Since the new government assumed office in July 2001, a clear course in the economic direction of the country has not exactly been one of its strongest points. Despite repeated recommendations by economic analysts, the government has forgotten to apply the expected shock of confidence. These should consist of deepening microeconomic market policies to attract private investment in specific sectors such as agriculture, tourism and fishing.
As expected, due to this uncertainty, many participants ask "what type of trade, tariff and tax policies do we currently have?"
We all agree that structural market reforms are both necessary and impossible to postpone. However, those who advocate more private investment through a modernization of the state, and the transfer of many of its current operations to the private sector, are in the minority.
We're concerned that political pressure for increased government spending has grown significantly since before the current government took over.
Currently, the ability to finance the 3 percent fiscal deficit is under threat, especially if we consider that there are no signs of economic reactivation. This means that fiscal revenues probably won't improve until the second half of 2002.
On the other hand, economic growth estimates for next year by companies and investment banks range from 3 to 4 percent, although the real growth for Peruvians may be only 0.9 percent as a result of the extrapolation of the impact form the Antamina mining project and the statistical rebound of early 2001.
This is the not-so optimistic scenario that has created strong doubts about whether the target of 1.9 percent fiscal deficit will be reached, as stated in the letter of intent with the International Monetary Fund. What's more, predictions from the experts say the deficit won't be less than 2.3 percent.

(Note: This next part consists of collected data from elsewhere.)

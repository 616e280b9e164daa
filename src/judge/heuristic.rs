//! Local template-based grading used when the external judge is unavailable.

use std::collections::HashSet;
use std::time::Duration;

use async_trait::async_trait;

use super::{JudgeError, JudgeGateway, JudgeRequest};
use crate::normalize::{normalize, tokens};
use crate::similarity::{edit_similarity, SimilarityMatcher};
use crate::types::{Judgment, ScoreComponents};

/// Grades by closeness to the expected answers.
#[derive(Debug, Clone, Default)]
pub struct HeuristicJudge {
    matcher: SimilarityMatcher,
}

impl HeuristicJudge {
    pub fn new(matcher: SimilarityMatcher) -> Self {
        Self { matcher }
    }

    pub fn evaluate(&self, translation: &str, expected_answers: &[String]) -> Judgment {
        let normalized = normalize(translation);
        if normalized.is_empty() {
            return verdict(false, ScoreComponents::new(0.0, 0.0, 0.0), "No translation was given.");
        }

        let best = expected_answers
            .iter()
            .map(|answer| {
                let expected = normalize(answer);
                let sim = self.matcher.score(&normalized, &expected);
                (answer, expected, sim)
            })
            .filter(|(_, expected, _)| !expected.is_empty())
            .max_by(|a, b| a.2.total_cmp(&b.2));

        let Some((answer, expected, sim)) = best else {
            return verdict(
                false,
                ScoreComponents::new(0.5, 0.5, 0.5),
                "Your answer was saved, but it could not be checked right now.",
            );
        };

        if expected == normalized {
            let mut j = verdict(true, ScoreComponents::perfect(), "Correct!");
            j.alternative_answers = others(expected_answers, answer);
            return j;
        }

        let components = ScoreComponents::new(
            edit_similarity(&normalized, &expected),
            sim,
            coverage(&normalized, &expected),
        );
        let threshold = self.matcher.config().threshold;
        let feedback = if sim >= threshold {
            format!("Almost! Compare your answer with \u{ab}{}\u{bb}.", answer.trim())
        } else if sim >= threshold / 2.0 {
            format!(
                "Part of the meaning is there. One correct translation is \u{ab}{}\u{bb}.",
                answer.trim()
            )
        } else {
            format!("Not quite. A correct translation is \u{ab}{}\u{bb}.", answer.trim())
        };
        let mut j = verdict(sim >= threshold, components, &feedback);
        j.alternative_answers = others(expected_answers, answer);
        j
    }
}

#[async_trait]
impl JudgeGateway for HeuristicJudge {
    async fn judge(&self, req: &JudgeRequest, _timeout: Duration) -> Result<Judgment, JudgeError> {
        Ok(self.evaluate(&req.translation, &req.expected_answers))
    }
}

fn verdict(is_correct: bool, components: ScoreComponents, feedback: &str) -> Judgment {
    Judgment {
        is_correct,
        components,
        feedback_text: feedback.to_string(),
        alternative_answers: Vec::new(),
    }
}

/// Fraction of the expected tokens present in the translation.
fn coverage(normalized: &str, expected: &str) -> f64 {
    let want: HashSet<&str> = tokens(expected).into_iter().collect();
    if want.is_empty() {
        return 0.0;
    }
    let have: HashSet<&str> = tokens(normalized).into_iter().collect();
    want.intersection(&have).count() as f64 / want.len() as f64
}

fn others(expected_answers: &[String], chosen: &str) -> Vec<String> {
    expected_answers
        .iter()
        .filter(|a| a.as_str() != chosen)
        .cloned()
        .collect()
}

#[cfg(test)]
mod tests {
    use super::*;

    fn answers() -> Vec<String> {
        vec![
            "Bebo café cada mañana".to_string(),
            "Tomo café todas las mañanas".to_string(),
        ]
    }

    #[test]
    fn normalized_match_is_perfect() {
        let j = HeuristicJudge::default().evaluate("  bebo cafe cada manana!", &answers());
        assert!(j.is_correct);
        assert_eq!(j.components, ScoreComponents::perfect());
        assert_eq!(j.alternative_answers, vec!["Tomo café todas las mañanas"]);
    }

    #[test]
    fn close_answer_gets_partial_credit() {
        let j = HeuristicJudge::default().evaluate("Bebo cafe cada manan", &answers());
        assert!(j.components.grammar > 0.8);
        assert!(j.components.completeness < 1.0);
        assert!(j.feedback_text.contains("Bebo café cada mañana"));
    }

    #[test]
    fn unrelated_answer_scores_low() {
        let j = HeuristicJudge::default().evaluate("El perro duerme", &answers());
        assert!(!j.is_correct);
        assert!(j.feedback_text.starts_with("Not quite"));
    }

    #[test]
    fn empty_input_and_missing_references() {
        let judge = HeuristicJudge::default();
        let empty = judge.evaluate("  ...  ", &answers());
        assert!(!empty.is_correct);
        assert_eq!(empty.components.grammar, 0.0);

        let unchecked = judge.evaluate("Hola", &[]);
        assert_eq!(unchecked.components.naturalness, 0.5);
    }
}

THAT'S WHY we believe the current economic policy needs a clear direction, an ideological definition before a financed economic program. It's not enough that President Alejandro Toledo has on several occasions expressed his sympathy with a third way, a liberalism concerned with social issues.

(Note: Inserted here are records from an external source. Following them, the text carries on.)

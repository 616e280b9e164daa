//! Request orchestration: normalize, look up, judge, score, record.
//!
//! ```text
//! evaluate: normalize -> exact tier -> similarity tier
//!             -> (miss) single-flight guarded judge -> cache write
//!             -> (timeout/failure) heuristic fallback, not cached
//!           -> finalize hint ledger -> score -> append record
//!           -> queue weakness update
//! ```
//!
//! A periodic maintenance sweep drops expired cache entries and releases hint
//! ledgers of attempts that were never evaluated.

use std::sync::Arc;

use chrono::Utc;
use serde::{Deserialize, Serialize};
use tokio::task::JoinHandle;
use tokio::time::MissedTickBehavior;
use tracing::{debug, info, warn};
use uuid::Uuid;

use crate::cache::{CacheKey, JudgmentCache};
use crate::catalog::{SentenceCatalog, SentenceInfo};
use crate::config::EngineConfig;
use crate::error::EngineError;
use crate::hints::{HintEngine, HintRequest, HintResponse, LedgerKey, LedgerSnapshot};
use crate::inflight::InFlightDeduper;
use crate::judge::{GuardedJudge, HeuristicJudge, JudgeGateway, JudgeOutcome, JudgeRequest};
use crate::normalize::normalize;
use crate::scoring::{IndependenceClass, ScoreCalculator, ScoreRecord};
use crate::similarity::SimilarityMatcher;
use crate::store::{CacheStore, RecordStore};
use crate::types::{Judgment, JudgmentSource, SentenceId, SessionId, UserId};
use crate::weakness::{ConceptUsage, EvaluationEvent, WeaknessSink};

#[derive(Debug, Clone, PartialEq, Serialize, Deserialize)]
pub struct EvaluateRequest {
    pub sentence_id: SentenceId,
    pub user_id: UserId,
    pub session_id: SessionId,
    pub raw_translation: String,
    /// Falls back to the catalog's answers when empty.
    #[serde(default)]
    pub expected_answers: Vec<String>,
}

#[derive(Debug, Clone, PartialEq, Serialize, Deserialize)]
pub struct EvaluateResponse {
    pub record_id: Uuid,
    pub raw_score: f64,
    pub final_score: f64,
    pub independence_class: IndependenceClass,
    pub feedback_text: String,
    pub alternative_answers: Vec<String>,
    pub cached: bool,
    pub cache_source: JudgmentSource,
    pub hint_cost_total: f64,
}

/// What one maintenance sweep removed.
#[derive(Debug, Clone, Copy, Default, PartialEq, Eq, Serialize, Deserialize)]
pub struct MaintenanceStats {
    pub expired_entries: usize,
    pub released_ledgers: usize,
}

pub struct EvaluationEngine {
    config: EngineConfig,
    cache: Arc<JudgmentCache>,
    judge: GuardedJudge,
    fallback: HeuristicJudge,
    inflight: InFlightDeduper<CacheKey, JudgeOutcome>,
    hints: HintEngine,
    scorer: ScoreCalculator,
    records: Arc<dyn RecordStore>,
    catalog: Arc<dyn SentenceCatalog>,
    weakness: Option<WeaknessSink>,
}

impl EvaluationEngine {
    pub fn new(
        config: EngineConfig,
        cache_store: Arc<dyn CacheStore>,
        records: Arc<dyn RecordStore>,
        judge: Arc<dyn JudgeGateway>,
        catalog: Arc<dyn SentenceCatalog>,
    ) -> Result<Self, EngineError> {
        config.validate()?;
        let matcher = SimilarityMatcher::new(config.similarity.clone());
        Ok(Self {
            cache: Arc::new(JudgmentCache::new(cache_store, matcher.clone())),
            judge: GuardedJudge::new(judge, config.judge.clone()),
            fallback: HeuristicJudge::new(matcher),
            inflight: InFlightDeduper::new(),
            hints: HintEngine::new(config.hints.clone(), catalog.clone()),
            scorer: ScoreCalculator::new(config.scoring.clone()),
            records,
            catalog,
            weakness: None,
            config,
        })
    }

    /// Queue every finalized evaluation for weakness tracking.
    pub fn with_weakness_sink(mut self, sink: WeaknessSink) -> Self {
        self.weakness = Some(sink);
        self
    }

    pub fn config(&self) -> &EngineConfig {
        &self.config
    }

    pub fn hints(&self) -> &HintEngine {
        &self.hints
    }

    pub fn cache(&self) -> &JudgmentCache {
        &self.cache
    }

    /// Judge calls currently outstanding.
    pub fn in_flight(&self) -> usize {
        self.inflight.len()
    }

    /// Drop expired cache entries and release hint ledgers idle for longer
    /// than `limits.ledger_idle_minutes`.
    pub async fn run_maintenance(&self) -> MaintenanceStats {
        let expired_entries = match self.cache.store().evict_expired(Utc::now()).await {
            Ok(n) => n,
            Err(err) => {
                warn!(error = %err, "cache expiry sweep failed");
                0
            }
        };
        let released_ledgers = self.hints.release_idle(self.config.limits.ledger_idle());
        if expired_entries > 0 || released_ledgers > 0 {
            info!(expired_entries, released_ledgers, "maintenance sweep");
        }
        MaintenanceStats {
            expired_entries,
            released_ledgers,
        }
    }

    /// Run [`Self::run_maintenance`] every `limits.maintenance_interval_secs`.
    /// The task ends once the engine is dropped.
    pub fn spawn_maintenance(self: &Arc<Self>) -> JoinHandle<()> {
        let engine = Arc::downgrade(self);
        let mut ticker = tokio::time::interval(self.config.limits.maintenance_interval());
        ticker.set_missed_tick_behavior(MissedTickBehavior::Delay);
        tokio::spawn(async move {
            // The first tick completes immediately.
            ticker.tick().await;
            loop {
                ticker.tick().await;
                let Some(engine) = engine.upgrade() else {
                    debug!("engine dropped, maintenance stopped");
                    break;
                };
                engine.run_maintenance().await;
            }
        })
    }

    pub async fn request_hint(&self, req: &HintRequest) -> Result<HintResponse, EngineError> {
        Ok(self.hints.request_hint(req).await?)
    }

    pub async fn evaluate(&self, req: EvaluateRequest) -> Result<EvaluateResponse, EngineError> {
        self.validate(&req)?;

        let sentence = self.catalog.sentence(req.sentence_id).await;
        let expected_answers = if req.expected_answers.is_empty() {
            sentence
                .as_ref()
                .map(|s| s.expected_answers.clone())
                .unwrap_or_default()
        } else {
            req.expected_answers.clone()
        };

        let normalized = normalize(&req.raw_translation);
        let (judgment, source) = match self.lookup(req.sentence_id, &normalized).await {
            Lookup::Hit(judgment, source) => (judgment, source),
            Lookup::Miss { cacheable } => {
                let mut judge_req =
                    JudgeRequest::new(req.sentence_id, req.raw_translation.clone(), expected_answers.clone());
                if let Some(s) = &sentence {
                    judge_req = judge_req.with_source(s.source_text.clone());
                }
                self.judge_fresh(judge_req, &normalized, cacheable).await
            }
        };

        let key = LedgerKey::new(req.user_id.clone(), req.sentence_id, req.session_id.clone());
        let ledger = self.hints.finalize(&key).await;
        let outcome = self.scorer.finalize(&judgment, &ledger);
        let record = ScoreRecord::new(
            req.user_id.clone(),
            req.sentence_id,
            req.session_id.clone(),
            &outcome,
            source,
        );

        if let Err(err) = self.records.append_score(&record).await {
            warn!(error = %err, record_id = %record.id, "failed to append score record");
        }
        self.queue_weakness(&record, sentence.as_deref(), &ledger);

        info!(
            sentence_id = req.sentence_id,
            user_id = %req.user_id,
            source = source.as_str(),
            final_score = outcome.final_score,
            independence = outcome.independence.as_str(),
            "evaluation finished"
        );

        Ok(EvaluateResponse {
            record_id: record.id,
            raw_score: outcome.raw_score,
            final_score: outcome.final_score,
            independence_class: outcome.independence,
            feedback_text: judgment.feedback_text,
            alternative_answers: judgment.alternative_answers,
            cached: source.is_cached(),
            cache_source: source,
            hint_cost_total: outcome.hint_cost_total,
        })
    }

    fn validate(&self, req: &EvaluateRequest) -> Result<(), EngineError> {
        if req.user_id.trim().is_empty() {
            return Err(EngineError::invalid("user_id must not be empty"));
        }
        if req.session_id.trim().is_empty() {
            return Err(EngineError::invalid("session_id must not be empty"));
        }
        let max = self.config.limits.max_translation_chars;
        let len = req.raw_translation.chars().count();
        if len > max {
            return Err(EngineError::invalid(format!(
                "translation is {len} characters (max {max})"
            )));
        }
        Ok(())
    }

    async fn lookup(&self, sentence_id: SentenceId, normalized: &str) -> Lookup {
        match self.cache.lookup(sentence_id, normalized).await {
            Ok(Some(hit)) => Lookup::Hit(hit.judgment, hit.source),
            Ok(None) => Lookup::Miss { cacheable: true },
            Err(err) => {
                warn!(error = %err, sentence_id, "cache store unavailable, judging without cache");
                Lookup::Miss { cacheable: false }
            }
        }
    }

    async fn judge_fresh(
        &self,
        req: JudgeRequest,
        normalized: &str,
        cacheable: bool,
    ) -> (Judgment, JudgmentSource) {
        let key = CacheKey::new(req.sentence_id, normalized);
        let judge = self.judge.clone();
        let cache = Arc::clone(&self.cache);
        let normalized_owned = normalized.to_string();
        let task_req = req.clone();

        let outcome = self
            .inflight
            .run(key, move || async move {
                let outcome = judge.call(&task_req).await;
                if let (JudgeOutcome::Judged(judgment), true) = (&outcome, cacheable) {
                    if let Err(err) = cache
                        .insert(task_req.sentence_id, &normalized_owned, judgment)
                        .await
                    {
                        warn!(error = %err, sentence_id = task_req.sentence_id, "failed to cache judgment");
                    }
                }
                outcome
            })
            .await;

        match outcome {
            Ok(deduped) => {
                if deduped.joined {
                    debug!(sentence_id = req.sentence_id, "shared an in-flight judgment");
                }
                match deduped.value {
                    JudgeOutcome::Judged(judgment) => (judgment, JudgmentSource::Fresh),
                    JudgeOutcome::TimedOut | JudgeOutcome::Failed(_) => self.fallback_judgment(&req),
                }
            }
            Err(err) => {
                warn!(error = %err, sentence_id = req.sentence_id, "in-flight judge task failed");
                self.fallback_judgment(&req)
            }
        }
    }

    fn fallback_judgment(&self, req: &JudgeRequest) -> (Judgment, JudgmentSource) {
        warn!(sentence_id = req.sentence_id, "using heuristic fallback judgment");
        (
            self.fallback.evaluate(&req.translation, &req.expected_answers),
            JudgmentSource::Fallback,
        )
    }

    fn queue_weakness(
        &self,
        record: &ScoreRecord,
        sentence: Option<&SentenceInfo>,
        ledger: &LedgerSnapshot,
    ) {
        let (Some(sink), Some(sentence)) = (&self.weakness, sentence) else {
            return;
        };
        let concepts = concept_usage(sentence, ledger);
        if concepts.is_empty() {
            return;
        }
        let event = EvaluationEvent {
            record: record.clone(),
            concepts,
        };
        if let Err(err) = sink.record(event) {
            warn!(error = %err, record_id = %record.id, "weakness update dropped");
        }
    }
}

enum Lookup {
    Hit(Judgment, JudgmentSource),
    Miss { cacheable: bool },
}

/// Every concept on the sentence, flagged when a hinted word touches it.
pub fn concept_usage(sentence: &SentenceInfo, ledger: &LedgerSnapshot) -> Vec<ConceptUsage> {
    let hinted: Vec<String> = ledger
        .hinted_words()
        .into_iter()
        .flat_map(|idx| sentence.concepts_for_word(idx))
        .collect();
    sentence
        .all_concepts()
        .into_iter()
        .map(|concept| ConceptUsage {
            hinted: hinted.contains(&concept),
            concept,
        })
        .collect()
}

Nor do we agree with the optimism from those who take it for granted that market policies will prevail, especially if we consider that many of the Toledo government's ministers don't share the ideological bias of current Economy Minister Pedro Pablo Kuczynski and Prime Minister Roberto Dañino, considered as liberals by international financial media.
Rather, we would urge those who defend market policies to not lose track of what's going on in the Peruvian congress. Everything indicates that there is a strong socialist trend against any liberal-type measure proposed by the current government and the Fujimori regime. We're referring to the following key legislative initiatives: re-establishment of labor stability, disowning the tax stability contracts, controls of public service prices and interest rates and revision of privatization contracts.
At the same time, some opposition parties have found support for their populist proposals, pressuring for the creation of a state Agriculture Bank, for the re-instatement of state workers laid off as part of the privatization process and for economic coordination between the state, businessmen and workers.
What is needed is a strong ideological conviction in the political arena, government managers and technicians that can implement a liberal regime and simultaneous support by free market institutions from civil society explaining to public opinion why it's necessary to continue with market policies and emphasizing that the government of Alberto Fujimori was not liberal, but rather a dictatorial government in politics and mercantile in economics.
Without a clear definition of liberalism, it will be difficult for a sector within the Toledo administration to have the moral and economic conviction to continue with the expected market policies.